Realtime (SBL) Blacklists ?

So yours false negative with commercial software (what?) is less than 1%
and spamassassin’s false negaive is about 67%.

For me, SA’s false negative is about 30% (I don’t receive a lot of spam though)

ps: I think, by 90% pascal meant 10% fasle negative. (the lower 10% might be due to the RBLs used?)

I’m utilizing spamassasin, these RBLs:

sbl-xbl.spamhaus.org
list.dsbl.org
multihop.dsbl.org
dnsbl.sorbs.net
spam.dnsbl.sorbs.net
multi.surbl.org
multi.uribl.com

and MailFoundry and am still seeing 10 - 20 spams a day break through. However, with the addition of MailFoundry I have seen a decrease in the amount of system resources used (overall) while there has been in increase in the amount of data the server is shelling out.

It’s very disconcerting that spam is a key in the need for bigger and badder hardware. It’s also troubling that off-site (or off-server) solutions are really the only solution to this problem. Isn’t there a better way? Can’t something be done at the network level at one’s datacenter?

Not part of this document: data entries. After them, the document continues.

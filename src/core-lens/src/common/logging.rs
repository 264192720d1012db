use tracing_subscriber::{layer::SubscriberExt, util::SubscriberInitExt};

/// Default filter for the API server when RUST_LOG is unset.
pub const DEFAULT_LOG_SETTINGS: &str = "api_lens=debug,core_lens=debug,tower_http=debug";

/// Installs the global tracing subscriber. The filter comes from RUST_LOG, falling back to `default_log_settings`.
pub fn setup_logging(default_log_settings: &str) {
    let filter =
        tracing_subscriber::EnvFilter::try_from_default_env().unwrap_or_else(|_| default_log_settings.into());

    tracing_subscriber::registry()
        .with(filter)
        .with(tracing_subscriber::fmt::layer().with_target(true))
        .init()
}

It depends on how much you’re willing to do. At my primary job, we have some settings on Sidewinder firewalls that prevent a great deal of spam from getting through (something on the order of 600,000 per day), but there are still a few thousand messages that must be filtered by other means. Sidewinders, though, are extremely expensive (though exceptionally well-built) systems.

Edit: Something I’ve wondered about the more restrictive lists (such as Spamhaus’s Zen, which includes the Policy Block List) is whether that affects users trying to send e-mail through their domains on my server.

[quote=oaf357;11244]I’m utilizing spamassasin, these RBLs:

sbl-xbl.spamhaus.org
list.dsbl.org
multihop.dsbl.org
dnsbl.sorbs.net
spam.dnsbl.sorbs.net
multi.surbl.org
multi.uribl.com

and MailFoundry and am still seeing 10 - 20 spams a day break through. However, with the addition of MailFoundry I have seen a decrease in the amount of system resources used (overall) while there has been in increase in the amount of data the server is shelling out.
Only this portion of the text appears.